Volle Züge, immer mehr Fahrgäste: Berlins U-Bahn stößt zuweilen an ihre Kapazitätsgrenzen. Doch jetzt kommt Zuwachs. Stadler Pankow hat damit begonnen, eine weitere neue U-Bahn-Serie zu liefern. Der erste von 27 Vier-Wagen-Zügen ist bei den Berliner Verkehrsbetrieben (BVG) eingetroffen. Das teilte Markus Falkner, Sprecher des Landesunternehmens, am Donnerstag auf Anfrage mit. „Wenn alles wie geplant läuft, soll der erste IK 18 voraussichtlich im Mai mit Fahrgästen unterwegs sein“, sagte er. Sein Einsatzgebiet soll die Linie U2 zwischen Pankow und Ruhleben sein.

Debüt noch im April

Am Dienstag wurden die ersten Teile des Zuges vom Standort Velten des Berliner Bahnherstellers zur Betriebswerkstatt Grunewald gebracht – per Schwerlaster. Weil auf der U5 gebaut wird, ist der Schienenweg via Wuhletal bis Sonntag versperrt. Am Mittwoch trafen die restlichen Teile ein. Die Techniker konnten damit beginnen, den Zug 1038 zusammenzupuzzeln. Noch im April wird er im größten deutschen U-Bahn-Netz sein Debüt geben – ohne Fahrgäste. „Nach der Abnahme stehen Test- und Schulungsfahrten an“, sagte Falkner. „Die Fahrerinnen und Fahrer im Kleinprofil müssen ja noch auf den neuen Typ geschult werden.“

Kleinprofil: So heißen die Linien U1 bis U4 wegen ihrer schmaleren Tunnel. „Die weiteren Lieferungen sollen bis Frühjahr 2019 ungefähr im Zwei-Wochen-Rhythmus erfolgen, also alle zwei Wochen ein Vier-Wagen-Zug“, kündigte der BVG-Sprecher an. Zu der Serienlieferung, die pünktlich am 3. April begann, werden insgesamt 108 Wagen gehören.
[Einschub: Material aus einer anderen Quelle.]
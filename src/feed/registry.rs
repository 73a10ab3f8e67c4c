//! Construct-or-fetch registry for feed instances
//!
//! Feeds are deduplicated by their identifying constructor parameters so
//! two callers asking for the same (symbol, environment) share one
//! connection. Entries are held weakly; a feed with no remaining strong
//! references is reclaimed and a later request constructs a fresh one.

use std::collections::HashMap;
use std::hash::Hash;
use std::sync::{Arc, Mutex, PoisonError, Weak};

use super::connection::NoopHooks;
use super::market_data::MarketDataFeed;
use super::order_events::{OrderEventFilters, OrderEventsFeed};
use crate::auth::Credential;
use crate::config::{Config, Environment};
use crate::error::Result;

/// Weak-reference registry keyed by constructor arguments.
pub struct Registry<K, T> {
    entries: Mutex<HashMap<K, Weak<T>>>,
}

impl<K: Eq + Hash, T> Registry<K, T> {
    pub fn new() -> Self {
        Self {
            entries: Mutex::new(HashMap::new()),
        }
    }

    /// Fetch the live instance for `key`, or construct one and cache it.
    pub fn obtain_with(&self, key: K, construct: impl FnOnce() -> T) -> Arc<T> {
        let mut entries = self
            .entries
            .lock()
            .unwrap_or_else(PoisonError::into_inner);
        entries.retain(|_, weak| weak.strong_count() > 0);

        if let Some(existing) = entries.get(&key).and_then(Weak::upgrade) {
            return existing;
        }
        let created = Arc::new(construct());
        entries.insert(key, Arc::downgrade(&created));
        created
    }

    /// Number of live entries.
    pub fn len(&self) -> usize {
        let entries = self
            .entries
            .lock()
            .unwrap_or_else(PoisonError::into_inner);
        entries
            .values()
            .filter(|weak| weak.strong_count() > 0)
            .count()
    }

    pub fn is_empty(&self) -> bool {
        self.len() == 0
    }
}

impl<K: Eq + Hash, T> Default for Registry<K, T> {
    fn default() -> Self {
        Self::new()
    }
}

/// Registry of market data feeds keyed by (symbol, environment).
#[derive(Default)]
pub struct MarketDataRegistry {
    inner: Registry<(String, Environment), MarketDataFeed>,
}

impl MarketDataRegistry {
    pub fn new() -> Self {
        Self::default()
    }

    pub fn obtain(&self, symbol: &str, config: &Config) -> Arc<MarketDataFeed> {
        self.inner
            .obtain_with((symbol.to_string(), config.environment), || {
                MarketDataFeed::new(symbol, config)
            })
    }

    pub fn len(&self) -> usize {
        self.inner.len()
    }
}

/// Registry of order events feeds keyed by (api key, environment,
/// filter set).
#[derive(Default)]
pub struct OrderEventsRegistry {
    inner: Registry<(String, Environment, OrderEventFilters), OrderEventsFeed>,
}

impl OrderEventsRegistry {
    pub fn new() -> Self {
        Self::default()
    }

    pub fn obtain(
        &self,
        config: &Config,
        filters: OrderEventFilters,
    ) -> Result<Arc<OrderEventsFeed>> {
        let (api_key, api_secret) = config.credentials()?;
        let key = (api_key.clone(), config.environment, filters.clone());
        Ok(self.inner.obtain_with(key, || {
            OrderEventsFeed::from_credential(
                Credential::new(api_key, api_secret),
                config,
                &filters,
                Arc::new(NoopHooks),
            )
        }))
    }

    pub fn len(&self) -> usize {
        self.inner.len()
    }
}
Es sind nicht die ersten Züge der Baureihe IK, der die BVG den berlintypischen Spitznamen „Icke“ gegeben hat. Zwei Zuggarnituren wurden 2015 als Vorserie geliefert. 2017 kamen elf Züge, als Sonderbeschaffung finanziert aus Senatsmitteln für die wachsende Stadt. Sie fahren zunächst auf der U 5. Mit seitlichen Anbauten, Blumenbretter genannt, wurden sie für den Einsatz im Großprofil ausgerüstet. Auf diesen Strecken ist der Fahrzeugmangel besonders groß. Später sollen auch sie im Kleinprofil rollen – auf den Linien, für die sie konstruiert worden sind.
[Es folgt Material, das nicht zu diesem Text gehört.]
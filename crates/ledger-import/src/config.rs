//! Import limits and commit-wait tuning.

use serde::{Deserialize, Serialize};
use std::path::PathBuf;
use std::time::Duration;

use ledger_types::env_utils::{env_millis_or, env_var, env_var_or};

/// Gas held back from `max_gas_per_tx` for message overhead.
pub const GAS_SAFETY_MARGIN: u64 = 100_000;

pub const DEFAULT_MAX_CHUNK_SIZE_BYTES: usize = 10_000_000;
pub const DEFAULT_MAX_GAS_PER_TX: u64 = 4_000_000;
pub const DEFAULT_MAX_TX_SIZE_BYTES: usize = 1_000_000;

/// Default chunk size used by the command line.
pub const CLI_DEFAULT_CHUNK_SIZE_BYTES: usize = 5_000_000;

#[derive(Debug, Clone, Copy, PartialEq, Eq, Serialize, Deserialize)]
pub struct ChunkConfig {
    pub max_chunk_size_bytes: usize,
    pub max_gas_per_tx: u64,
    pub max_tx_size_bytes: usize,
}

impl Default for ChunkConfig {
    fn default() -> Self {
        Self {
            max_chunk_size_bytes: DEFAULT_MAX_CHUNK_SIZE_BYTES,
            max_gas_per_tx: DEFAULT_MAX_GAS_PER_TX,
            max_tx_size_bytes: DEFAULT_MAX_TX_SIZE_BYTES,
        }
    }
}

impl ChunkConfig {
    pub fn with_chunk_size(max_chunk_size_bytes: usize) -> Self {
        Self {
            max_chunk_size_bytes,
            ..Self::default()
        }
    }

    /// Gas available to the records of one transaction.
    pub fn gas_budget(&self) -> u64 {
        self.max_gas_per_tx.saturating_sub(GAS_SAFETY_MARGIN)
    }
}

/// How long to wait for a broadcast transaction to land.
#[derive(Debug, Clone, Copy, PartialEq, Eq)]
pub struct CommitWaitConfig {
    /// Expected time for one block; the wait starts with twice this.
    pub settle_time: Duration,
    pub poll_retries: u32,
    pub poll_delay: Duration,
}

impl Default for CommitWaitConfig {
    fn default() -> Self {
        Self {
            settle_time: Duration::from_secs(3),
            poll_retries: 10,
            poll_delay: Duration::from_secs(1),
        }
    }
}

impl CommitWaitConfig {
    /// Defaults overridden by `LEDGER_IMPORT_SETTLE_MS`,
    /// `LEDGER_IMPORT_POLL_RETRIES` and `LEDGER_IMPORT_POLL_DELAY_MS`.
    pub fn from_env() -> Self {
        Self::from_env_with(Self::default())
    }

    /// Like [`from_env`](Self::from_env) over caller-chosen defaults.
    pub fn from_env_with(defaults: Self) -> Self {
        Self {
            settle_time: env_millis_or("LEDGER_IMPORT_SETTLE_MS", defaults.settle_time),
            poll_retries: env_var_or("LEDGER_IMPORT_POLL_RETRIES", defaults.poll_retries),
            poll_delay: env_millis_or("LEDGER_IMPORT_POLL_DELAY_MS", defaults.poll_delay),
        }
    }

    /// No waiting at all; for in-process chains that commit synchronously.
    pub fn immediate() -> Self {
        Self {
            settle_time: Duration::ZERO,
            poll_retries: 1,
            poll_delay: Duration::ZERO,
        }
    }
}

/// Directory holding status files: `LEDGER_IMPORT_STATUS_DIR` or the
/// current directory.
pub fn status_dir_from_env() -> PathBuf {
    env_var::<String>("LEDGER_IMPORT_STATUS_DIR")
        .filter(|s| !s.is_empty())
        .map(PathBuf::from)
        .unwrap_or_else(|| PathBuf::from("."))
}
#[cfg(test)]
mod tests {
    use super::*;
    use crate::oracle::BroadcastResult;
    use ledger_types::{Ledger, LedgerEntry, LedgerKey, LedgerToEntries};
    use parking_lot::Mutex;
    use serde_json::json;
    use std::collections::HashMap;
    use tempfile::TempDir;

    /// Scripted chain: broadcasts commit unless told otherwise.
    #[derive(Default)]
    struct MockChain {
        fail_broadcast_at: Option<usize>,
        never_commit: bool,
        /// Commit but lose the tx records, so lookups say unknown.
        forget_txs: bool,
        submitted: Mutex<Vec<MsgBulkImport>>,
        sequence: Mutex<u64>,
        txs: Mutex<HashMap<String, TxStatus>>,
        simulations: Mutex<usize>,
    }

    #[async_trait::async_trait]
    impl Simulator for MockChain {
        async fn simulate(&self, msg: &MsgBulkImport) -> Result<u64> {
            *self.simulations.lock() += 1;
            Ok(GasCosts::FALLBACK.chunk_gas(&msg.chunk) + 20_000)
        }
    }

    #[async_trait::async_trait]
    impl Broadcaster for MockChain {
        async fn broadcast(&self, msg: &MsgBulkImport, _gas_limit: u64) -> Result<BroadcastResult> {
            let mut submitted = self.submitted.lock();
            let n = submitted.len();
            if self.fail_broadcast_at == Some(n) {
                return Ok(BroadcastResult {
                    code: 18,
                    raw_log: "ledger entry already exists".into(),
                    tx_hash: String::new(),
                });
            }
            submitted.push(msg.clone());
            let tx_hash = format!("TX{}", n);
            if !self.never_commit {
                *self.sequence.lock() += 1;
                if !self.forget_txs {
                    self.txs.lock().insert(tx_hash.clone(), TxStatus::Committed);
                }
            }
            Ok(BroadcastResult {
                code: 0,
                raw_log: String::new(),
                tx_hash,
            })
        }
    }

    #[async_trait::async_trait]
    impl CommitWatcher for MockChain {
        async fn account_sequence(&self) -> Result<u64> {
            Ok(*self.sequence.lock())
        }

        async fn tx_status(&self, tx_hash: &str) -> Result<TxStatus> {
            Ok(self.txs.lock().get(tx_hash).cloned().unwrap_or(TxStatus::Unknown))
        }
    }

    impl MockChain {
        fn entry_ids(&self) -> Vec<String> {
            self.submitted
                .lock()
                .iter()
                .flat_map(|m| m.chunk.ledger_to_entries.iter())
                .flat_map(|r| r.entries.iter().map(|e| e.correlation_id.clone()))
                .collect()
        }
    }

    fn record_json(i: usize) -> serde_json::Value {
        json!({
            "ledgerKey": {"assetClassId": "asset-1", "nftId": format!("nft-{}", i)},
            "ledger": {"ledgerClassId": "class-1", "statusTypeId": 1},
            "entries": [
                {"correlationId": format!("l{}-e0", i), "entryTypeId": 1, "totalAmt": "100"},
                {"correlationId": format!("l{}-e1", i), "entryTypeId": 1, "totalAmt": "50"}
            ]
        })
    }

    /// Six two-entry records and a config that puts two in each chunk.
    fn write_input(dir: &Path) -> Result<(PathBuf, ChunkConfig)> {
        let records: Vec<_> = (0..6).map(record_json).collect();
        let path = dir.join("import.json");
        std::fs::write(&path, serde_json::to_vec(&json!({ "ledgerToEntries": records }))?)?;

        let pair: Vec<LedgerToEntries> = (0..2)
            .map(|i| serde_json::from_value(record_json(i)))
            .collect::<std::result::Result<_, _>>()?;
        Ok((path, ChunkConfig::with_chunk_size(ImportChunk::new(pair).size_bytes()?)))
    }

    fn orchestrator(dir: &Path, config: ChunkConfig, chain: Arc<MockChain>) -> ImportOrchestrator {
        ImportOrchestrator::for_chain(config, StatusStore::new(dir), chain, "authority")
            .with_commit_wait(CommitWaitConfig::immediate())
    }

    async fn ready(orch: &ImportOrchestrator, file: &Path, id: &str) -> Result<ImportSession> {
        match orch.prepare(file, Some(id)).await? {
            SessionPlan::Ready(session) => Ok(session),
            SessionPlan::AlreadyCompleted(_) => Err(anyhow!("unexpectedly completed")),
        }
    }

    fn all_ids() -> Vec<String> {
        (0..6)
            .flat_map(|i| [format!("l{}-e0", i), format!("l{}-e1", i)])
            .collect()
    }

    #[test]
    fn test_cursor_tracker_follows_split_records() -> Result<()> {
        let record = |nft: &str, ledger: bool, entries: usize| {
            LedgerToEntries::new(
                LedgerKey::new("asset-1", nft),
                ledger.then(Ledger::default),
                (0..entries)
                    .map(|j| LedgerEntry {
                        correlation_id: format!("{}-{}", nft, j),
                        ..Default::default()
                    })
                    .collect(),
            )
        };
        let piece = |records: Vec<LedgerToEntries>| ImportChunk::new(records);

        // Resumed one entry into record 4.
        let mut tracker = CursorTracker::new(RecordCursor::new(4, 1));
        tracker.read(&piece(vec![record("a", false, 3), record("b", true, 0), record("c", true, 5)]));

        assert_eq!(tracker.advance(&piece(vec![record("a", false, 2)]))?, RecordCursor::new(4, 3));
        assert_eq!(
            tracker.advance(&piece(vec![record("a", false, 1), record("b", true, 0), record("c", true, 2)]))?,
            RecordCursor::new(6, 2)
        );
        assert_eq!(tracker.advance(&piece(vec![record("c", false, 3)]))?, RecordCursor::new(7, 0));
        assert!(tracker.advance(&piece(vec![record("d", true, 1)])).is_err());
        Ok(())
    }

    #[tokio::test]
    async fn test_full_import() -> Result<()> {
        let temp_dir = TempDir::new()?;
        let (file, config) = write_input(temp_dir.path())?;
        let chain = Arc::new(MockChain::default());
        let orch = orchestrator(temp_dir.path(), config, chain.clone());

        let session = ready(&orch, &file, "import_a").await?;
        assert_eq!(session.status.total_chunks, 3);
        let report = orch.run(session).await?;

        assert_eq!(report.chunks_submitted, 3);
        let status = orch.status_store().require("import_a")?;
        assert_eq!(status.status, ImportState::Completed);
        assert_eq!(status.completed_chunks, 3);
        assert_eq!(status.total_ledgers, 6);
        assert_eq!(status.total_entries, 12);
        assert_eq!(status.last_successful_correlation_id.as_deref(), Some("l5-e1"));
        assert_eq!(chain.entry_ids(), all_ids());

        assert!(matches!(
            orch.prepare(&file, Some("import_a")).await?,
            SessionPlan::AlreadyCompleted(_)
        ));
        Ok(())
    }

    #[tokio::test]
    async fn test_failed_broadcast_then_resume() -> Result<()> {
        let temp_dir = TempDir::new()?;
        let (file, config) = write_input(temp_dir.path())?;

        let failing = Arc::new(MockChain {
            fail_broadcast_at: Some(1),
            ..Default::default()
        });
        let orch = orchestrator(temp_dir.path(), config, failing.clone());
        let err = orch.run(ready(&orch, &file, "import_b").await?).await.unwrap_err();
        assert!(err.to_string().contains("failed to process chunk 1 [l2-e0..l3-e1]"), "{}", err);

        let status = orch.status_store().require("import_b")?;
        assert_eq!(status.status, ImportState::Failed);
        assert_eq!(status.completed_chunks, 1);
        assert!(status.error_message.as_deref().unwrap_or("").contains("chunk 1"));

        let healthy = Arc::new(MockChain::default());
        let orch = orchestrator(temp_dir.path(), config, healthy.clone());
        let session = ready(&orch, &file, "import_b").await?;
        assert_eq!(session.resume_from(), Some("l1-e1"));
        assert_eq!(session.remaining_chunks(), 2);
        orch.run(session).await?;

        // Stored gas costs are reused rather than re-estimated.
        assert_eq!(*healthy.simulations.lock(), 0);
        let mut ids = failing.entry_ids();
        ids.extend(healthy.entry_ids());
        assert_eq!(ids, all_ids());
        let status = orch.status_store().require("import_b")?;
        assert_eq!(status.completed_chunks, 3);
        assert_eq!(status.total_entries, 12);
        Ok(())
    }

    #[tokio::test]
    async fn test_unconfirmed_chunk_is_reconciled_by_hash() -> Result<()> {
        let temp_dir = TempDir::new()?;
        let (file, config) = write_input(temp_dir.path())?;

        let stuck = Arc::new(MockChain {
            never_commit: true,
            ..Default::default()
        });
        let orch = orchestrator(temp_dir.path(), config, stuck);
        let err = orch.run(ready(&orch, &file, "import_c").await?).await.unwrap_err();
        assert!(err.to_string().contains("failed to wait for transaction confirmation for chunk 0"));

        let status = orch.status_store().require("import_c")?;
        let attempt = status.last_attempted_chunk.clone().unwrap();
        assert_eq!(attempt.transaction_hash, "TX0");
        assert!(!attempt.confirmed);
        assert_eq!(status.completed_chunks, 0);

        // The transaction did land after all.
        let chain = Arc::new(MockChain::default());
        chain.txs.lock().insert("TX0".into(), TxStatus::Committed);
        let orch = orchestrator(temp_dir.path(), config, chain.clone());
        let session = ready(&orch, &file, "import_c").await?;
        assert_eq!(session.status.completed_chunks, 1);
        assert_eq!(session.resume_from(), Some("l1-e1"));
        orch.run(session).await?;
        assert_eq!(chain.entry_ids(), all_ids()[4..].to_vec());
        Ok(())
    }

    /// Collects formatted log output.
    #[derive(Clone, Default)]
    struct LogCapture(Arc<Mutex<Vec<u8>>>);

    impl std::io::Write for LogCapture {
        fn write(&mut self, buf: &[u8]) -> std::io::Result<usize> {
            self.0.lock().extend_from_slice(buf);
            Ok(buf.len())
        }

        fn flush(&mut self) -> std::io::Result<()> {
            Ok(())
        }
    }

    impl<'a> tracing_subscriber::fmt::MakeWriter<'a> for LogCapture {
        type Writer = LogCapture;

        fn make_writer(&'a self) -> Self::Writer {
            self.clone()
        }
    }

    #[tokio::test]
    async fn test_unknown_tx_after_sequence_advance_warns() -> Result<()> {
        let capture = LogCapture::default();
        let subscriber = tracing_subscriber::fmt()
            .with_writer(capture.clone())
            .with_max_level(tracing::Level::WARN)
            .with_ansi(false)
            .finish();
        let _guard = tracing::subscriber::set_default(subscriber);

        let temp_dir = TempDir::new()?;
        let (file, config) = write_input(temp_dir.path())?;
        let chain = Arc::new(MockChain {
            forget_txs: true,
            ..Default::default()
        });
        let orch = orchestrator(temp_dir.path(), config, chain.clone());
        let report = orch.run(ready(&orch, &file, "import_g").await?).await?;

        // Counted as committed, but not silently.
        assert_eq!(report.status.completed_chunks, 3);
        assert_eq!(chain.entry_ids(), all_ids());
        let logs = String::from_utf8(capture.0.lock().clone())?;
        assert_eq!(logs.matches("treating it as committed").count(), 3, "{}", logs);
        assert!(logs.contains("tx_hash=TX0"), "{}", logs);
        Ok(())
    }

    #[tokio::test]
    async fn test_changed_file_is_refused() -> Result<()> {
        let temp_dir = TempDir::new()?;
        let (file, config) = write_input(temp_dir.path())?;
        let orch = orchestrator(temp_dir.path(), config, Arc::new(MockChain::default()));
        ready(&orch, &file, "import_d").await?;

        std::fs::write(&file, r#"{"ledgerToEntries": []}"#)?;
        let err = orch.prepare(&file, Some("import_d")).await.unwrap_err();
        assert!(err.to_string().contains("different file"));
        Ok(())
    }

    #[tokio::test]
    async fn test_limit_violations_fail_closed() -> Result<()> {
        let temp_dir = TempDir::new()?;
        let (file, _) = write_input(temp_dir.path())?;

        let tiny_gas = ChunkConfig {
            max_gas_per_tx: 150_000,
            ..ChunkConfig::default()
        };
        let chain = Arc::new(MockChain::default());
        let orch = orchestrator(temp_dir.path(), tiny_gas, chain.clone());
        let err = orch.run(ready(&orch, &file, "import_e").await?).await.unwrap_err();
        assert!(err.to_string().contains("exceeds maximum gas limit"), "{}", err);
        assert!(chain.submitted.lock().is_empty());

        let tiny_tx = ChunkConfig {
            max_tx_size_bytes: 300,
            ..ChunkConfig::default()
        };
        let orch = orchestrator(temp_dir.path(), tiny_tx, Arc::new(MockChain::default()));
        let err = orch.run(ready(&orch, &file, "import_f").await?).await.unwrap_err();
        assert!(err.to_string().contains("exceeds maximum transaction size"), "{}", err);
        let status = orch.status_store().require("import_f")?;
        assert_eq!(status.status, ImportState::Failed);
        Ok(())
    }

    #[tokio::test]
    async fn test_plan_reports_every_chunk() -> Result<()> {
        let temp_dir = TempDir::new()?;
        let (file, config) = write_input(temp_dir.path())?;
        let orch = orchestrator(temp_dir.path(), config, Arc::new(MockChain::default()));

        let plan = orch.plan(&file).await?;
        assert_eq!(plan.chunks.len(), 3);
        assert_eq!(plan.total_entries, 12);
        assert_eq!(plan.gas_costs.entry_gas, 5_000);
        assert_eq!(plan.chunks[2].last_correlation_id.as_deref(), Some("l5-e1"));
        assert!(plan.chunks.iter().all(|c| c.within_limits));
        Ok(())
    }
}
Weniger Sitzplätze, harte Mulden

Ein Bauch ist das besondere Kennzeichen von „Icke“. Bombierung: So nennen Fachleute die beidseitige Wölbung der Wagenwände. Dadurch fällt der Innenraum zehn Zentimeter breiter aus als bei älteren Zügen fürs Kleinprofil. Ein Vier-Wagen-Zug fasst rechnerisch 330 Menschen. Es gibt 72 feste Sitze und acht Klappsitze – damit ist die Zahl der Sitzplätze kleiner als in anderen U-Bahnen. Anders als ihre Vorgänger besitzen die IK-Züge aber in jedem Wagen einen Mehrzweckbereich, für Kinderwagen, Rollstühle und Fahrräder.

Kritisiert wurde, dass die ungepolsterten Sitzmulden ziemlich hart sind und dass eine Vielzahl von Infobildschirmen den Innenraum optisch verkleinert. Trotzdem: Dass die Zahl der U-Bahn-Wagen (derzeit rund 1280) in Berlin steigt, ist eine gute Nachricht für die Fahrgäste.